//! Run state machine
//!
//! The controller is either idle with safe outputs or running a test. The
//! state machine is explicit, finite, and deterministic.

pub mod events;
pub mod machine;

pub use events::Event;
pub use machine::State;
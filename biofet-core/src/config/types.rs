//! Configuration type definitions
//!
//! [`TestConfiguration`] is the user-editable part, changed by commands and
//! persisted only on an explicit save. [`ControllerSettings`] are fixed
//! per build.

use biofet_protocol::{TYPE_CONSTANT_VOLTAGE, TYPE_RAMP};

/// Default run time in minutes
pub const DEFAULT_RUN_TIME_MINUTES: f32 = 5.0;

/// Default primary channel target for constant runs (V)
pub const DEFAULT_HIGH_TARGET_V: f32 = 5.0;

/// Default secondary channel target for constant runs (V)
pub const DEFAULT_LOW_TARGET_V: f32 = 0.5;

/// Output profile of a run
#[derive(Debug, Clone, Copy, PartialEq, Eq, Default)]
#[cfg_attr(feature = "defmt", derive(defmt::Format))]
pub enum TestType {
    /// Both channels held at their targets until stopped
    ConstantVoltage,
    /// Primary channel swept linearly from 0 V to the ceiling
    #[default]
    Ramp,
}

impl TestType {
    /// Wire and record code
    pub fn code(self) -> u8 {
        match self {
            TestType::ConstantVoltage => TYPE_CONSTANT_VOLTAGE,
            TestType::Ramp => TYPE_RAMP,
        }
    }

    /// Decode a wire or record code
    pub fn from_code(code: u8) -> Option<Self> {
        match code {
            TYPE_CONSTANT_VOLTAGE => Some(TestType::ConstantVoltage),
            TYPE_RAMP => Some(TestType::Ramp),
            _ => None,
        }
    }
}

/// Test configuration
#[derive(Debug, Clone, Copy, PartialEq)]
#[cfg_attr(feature = "defmt", derive(defmt::Format))]
pub struct TestConfiguration {
    /// Output profile
    pub test_type: TestType,
    /// Run duration in minutes, always finite and > 0
    pub run_time_minutes: f32,
    /// Primary channel voltage in constant mode
    pub high_target_v: f32,
    /// Secondary channel voltage in constant mode
    pub low_target_v: f32,
}

impl Default for TestConfiguration {
    fn default() -> Self {
        Self {
            test_type: TestType::Ramp,
            run_time_minutes: DEFAULT_RUN_TIME_MINUTES,
            high_target_v: DEFAULT_HIGH_TARGET_V,
            low_target_v: DEFAULT_LOW_TARGET_V,
        }
    }
}

impl TestConfiguration {
    /// Check a candidate run time
    pub fn is_valid_run_time(minutes: f32) -> bool {
        minutes.is_finite() && minutes > 0.0
    }

    /// Set the run time, rejecting values that are not finite and > 0
    ///
    /// Returns `false` and leaves the configuration unchanged on rejection.
    pub fn set_run_time(&mut self, minutes: f32) -> bool {
        if !Self::is_valid_run_time(minutes) {
            return false;
        }
        self.run_time_minutes = minutes;
        true
    }

    /// Run duration in milliseconds (saturates at `u32::MAX`)
    pub fn duration_ms(&self) -> u32 {
        (self.run_time_minutes * 60_000.0) as u32
    }
}

/// Build-time controller settings
#[derive(Debug, Clone, Copy, PartialEq)]
#[cfg_attr(feature = "defmt", derive(defmt::Format))]
pub struct ControllerSettings {
    /// Analog output refresh period
    pub update_interval_ms: u32,
    /// Sample log period
    pub log_interval_ms: u32,
    /// Ramp end voltage
    pub ramp_ceiling_v: f32,
}

impl Default for ControllerSettings {
    fn default() -> Self {
        Self {
            update_interval_ms: 100,
            log_interval_ms: 1000,
            ramp_ceiling_v: 10.0,
        }
    }
}
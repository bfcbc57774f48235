//! Analog output trait

/// Analog output channel driven during a run
#[derive(Debug, Clone, Copy, PartialEq, Eq)]
#[cfg_attr(feature = "defmt", derive(defmt::Format))]
pub enum OutputChannel {
    /// Swept or held at the high target
    Primary,
    /// Held at 0 V (ramp) or the low target (constant)
    Secondary,
}

impl OutputChannel {
    /// Both channels, primary first
    pub const ALL: [OutputChannel; 2] = [OutputChannel::Primary, OutputChannel::Secondary];
}

/// Trait for the voltage outputs (DAC)
///
/// Implementations own the encoding from volts to hardware codes. Writes
/// cannot fail from the controller's point of view; a driver that can
/// detect faults reports them through its own channel.
pub trait AnalogOutput {
    /// Command a channel to the given voltage
    fn set_voltage(&mut self, channel: OutputChannel, volts: f32);

    /// Drive every channel to 0 V
    fn set_safe(&mut self) {
        for channel in OutputChannel::ALL {
            self.set_voltage(channel, 0.0);
        }
    }
}
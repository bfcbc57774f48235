//! Line framing for the serial command link.
//!
//! Commands arrive as ASCII text terminated by `\n`. Bytes are collected
//! into a bounded buffer:
//! - `\r` is dropped so CRLF terminals work unchanged
//! - an empty line produces nothing
//! - a line longer than [`MAX_LINE_LEN`] is reported once as
//!   [`LineError::Overflow`]; the rest of it up to the next `\n` is
//!   discarded and framing restarts from an empty buffer

use heapless::Vec;

/// Maximum command line length in bytes, terminator excluded
pub const MAX_LINE_LEN: usize = 64;

/// One received command line, terminator stripped
pub type Line = Vec<u8, MAX_LINE_LEN>;

/// Errors that can occur during line framing
#[derive(Debug, Clone, Copy, PartialEq, Eq)]
#[cfg_attr(feature = "defmt", derive(defmt::Format))]
pub enum LineError {
    /// Line exceeded the input buffer and was dropped
    Overflow,
}

#[derive(Debug, Clone, Copy, PartialEq, Eq)]
enum ParseState {
    /// Appending bytes to the current line
    Collecting,
    /// Dropping the tail of an overlong line
    Discarding,
}

/// State machine splitting a byte stream into lines
#[derive(Debug, Clone)]
pub struct LineParser {
    state: ParseState,
    buffer: Line,
}

impl Default for LineParser {
    fn default() -> Self {
        Self::new()
    }
}

impl LineParser {
    /// Create a new line parser
    pub fn new() -> Self {
        Self {
            state: ParseState::Collecting,
            buffer: Vec::new(),
        }
    }

    /// Feed a single byte to the parser
    ///
    /// Returns `Ok(Some(line))` when a non-empty line is complete,
    /// `Ok(None)` when more bytes are needed, or `Err` when the current
    /// line overflowed.
    pub fn feed(&mut self, byte: u8) -> Result<Option<Line>, LineError> {
        match self.state {
            ParseState::Discarding => {
                if byte == b'\n' {
                    self.state = ParseState::Collecting;
                }
                Ok(None)
            }
            ParseState::Collecting => match byte {
                b'\n' => {
                    if self.buffer.is_empty() {
                        return Ok(None);
                    }
                    let line = self.buffer.clone();
                    self.buffer.clear();
                    Ok(Some(line))
                }
                b'\r' => Ok(None),
                _ => {
                    if self.buffer.push(byte).is_err() {
                        self.buffer.clear();
                        self.state = ParseState::Discarding;
                        return Err(LineError::Overflow);
                    }
                    Ok(None)
                }
            },
        }
    }
}

#[cfg(test)]
mod tests {
    use super::*;
    use proptest::prelude::*;

    fn feed_all(parser: &mut LineParser, bytes: &[u8]) -> Vec<Result<Line, LineError>, 8> {
        let mut out = Vec::new();
        for &byte in bytes {
            match parser.feed(byte) {
                Ok(Some(line)) => out.push(Ok(line)).unwrap(),
                Ok(None) => {}
                Err(e) => out.push(Err(e)).unwrap(),
            }
        }
        out
    }

    #[test]
    fn test_single_line() {
        let mut parser = LineParser::new();
        let out = feed_all(&mut parser, b"PING\n");
        assert_eq!(out.len(), 1);
        assert_eq!(out[0].as_ref().unwrap().as_slice(), b"PING");
    }

    #[test]
    fn test_crlf_is_stripped() {
        let mut parser = LineParser::new();
        let out = feed_all(&mut parser, b"START\r\n");
        assert_eq!(out[0].as_ref().unwrap().as_slice(), b"START");
    }

    #[test]
    fn test_empty_lines_are_ignored() {
        let mut parser = LineParser::new();
        let out = feed_all(&mut parser, b"\n\r\n\nSTOP\n");
        assert_eq!(out.len(), 1);
        assert_eq!(out[0].as_ref().unwrap().as_slice(), b"STOP");
    }

    #[test]
    fn test_line_at_capacity_is_accepted() {
        let mut parser = LineParser::new();
        let mut bytes = [b'A'; MAX_LINE_LEN + 1];
        bytes[MAX_LINE_LEN] = b'\n';
        let out = feed_all(&mut parser, &bytes);
        assert_eq!(out.len(), 1);
        assert_eq!(out[0].as_ref().unwrap().len(), MAX_LINE_LEN);
    }

    #[test]
    fn test_overflow_reported_once_then_resyncs() {
        let mut parser = LineParser::new();
        let long = [b'X'; MAX_LINE_LEN + 20];
        let mut out = feed_all(&mut parser, &long);
        assert_eq!(out.as_slice(), &[Err(LineError::Overflow)]);

        // Tail of the long line is dropped, the next line parses normally
        out = feed_all(&mut parser, b"XXXX\nPING\n");
        assert_eq!(out.len(), 1);
        assert_eq!(out[0].as_ref().unwrap().as_slice(), b"PING");
    }

    #[test]
    fn test_partial_line_joins_next_bytes() {
        let mut parser = LineParser::new();
        assert!(feed_all(&mut parser, b"SET_").is_empty());
        let out = feed_all(&mut parser, b"TIME 5\n");
        assert_eq!(out[0].as_ref().unwrap().as_slice(), b"SET_TIME 5");
    }

    proptest! {
        #[test]
        fn lines_survive_framing(
            text in proptest::collection::vec(0x20u8..0x7F, 1..=MAX_LINE_LEN),
        ) {
            let mut parser = LineParser::new();
            for &byte in &text {
                prop_assert_eq!(parser.feed(byte), Ok(None));
            }
            let line = parser.feed(b'\n').unwrap().unwrap();
            prop_assert_eq!(line.as_slice(), text.as_slice());
            prop_assert_eq!(parser.feed(b'\n'), Ok(None));
        }
    }
}
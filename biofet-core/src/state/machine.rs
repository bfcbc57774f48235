//! State machine definition
//!
//! Output behavior is a function of the current state: outputs follow the
//! run profile only while `Running` and are held at 0 V otherwise.

use super::events::Event;

/// Controller states
#[derive(Debug, Clone, Copy, PartialEq, Eq, Default)]
#[cfg_attr(feature = "defmt", derive(defmt::Format))]
pub enum State {
    /// Outputs at 0 V, waiting for a command
    #[default]
    Idle,
    /// Test run in progress
    Running,
}

impl State {
    /// Check if a run is in progress
    pub fn is_running(&self) -> bool {
        matches!(self, State::Running)
    }

    /// Process an event and return the next state
    ///
    /// `Start` while running restarts the run and stays `Running`. Events
    /// that end a run are no-ops when already idle.
    pub fn transition(self, event: Event) -> Self {
        use Event::*;
        use State::*;

        match (self, event) {
            (_, Start) => Running,
            (Running, event) if event.ends_run() => Idle,

            // Default: stay in current state
            _ => self,
        }
    }
}

#[cfg(test)]
mod tests {
    use super::*;

    #[test]
    fn test_initial_state_is_idle() {
        assert_eq!(State::default(), State::Idle);
    }

    #[test]
    fn test_start_runs() {
        assert_eq!(State::Idle.transition(Event::Start), State::Running);
        assert_eq!(State::Running.transition(Event::Start), State::Running);
    }

    #[test]
    fn test_run_ending_events_return_to_idle() {
        for event in [Event::Stop, Event::Complete, Event::Fault] {
            assert_eq!(State::Running.transition(event), State::Idle);
        }
    }

    #[test]
    fn test_idle_ignores_run_ending_events() {
        for event in [Event::Stop, Event::Complete, Event::Fault] {
            assert_eq!(State::Idle.transition(event), State::Idle);
        }
    }
}
//! Events that trigger state transitions

/// Events that can trigger state transitions
#[derive(Debug, Clone, Copy, PartialEq, Eq)]
#[cfg_attr(feature = "defmt", derive(defmt::Format))]
pub enum Event {
    /// `START` command or boot-mode auto start
    Start,
    /// `STOP` command
    Stop,
    /// Ramp run reached its duration
    Complete,
    /// Storage failed while logging a sample
    Fault,
}

impl Event {
    /// Check if this event ends a run
    pub fn ends_run(&self) -> bool {
        matches!(self, Event::Stop | Event::Complete | Event::Fault)
    }
}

----------------

• Work item
In the entries above, copy the lines from the one that contains "can trigger state transitions" through the last line, exactly as they appear.

• Reply
/// Events that can trigger state transitions
#[derive(Debug, Clone, Copy, PartialEq, Eq)]
#[cfg_attr(feature = "defmt", derive(defmt::Format))]
pub enum Event {
    /// `START` command or boot-mode auto start
    Start,
    /// `STOP` command
    Stop,
    /// Ramp run reached its duration
    Complete,
    /// Storage failed while logging a sample
    Fault,
}

impl Event {
    /// Check if this event ends a run
    pub fn ends_run(&self) -> bool {
        matches!(self, Event::Stop | Event::Complete | Event::Fault)
    }
}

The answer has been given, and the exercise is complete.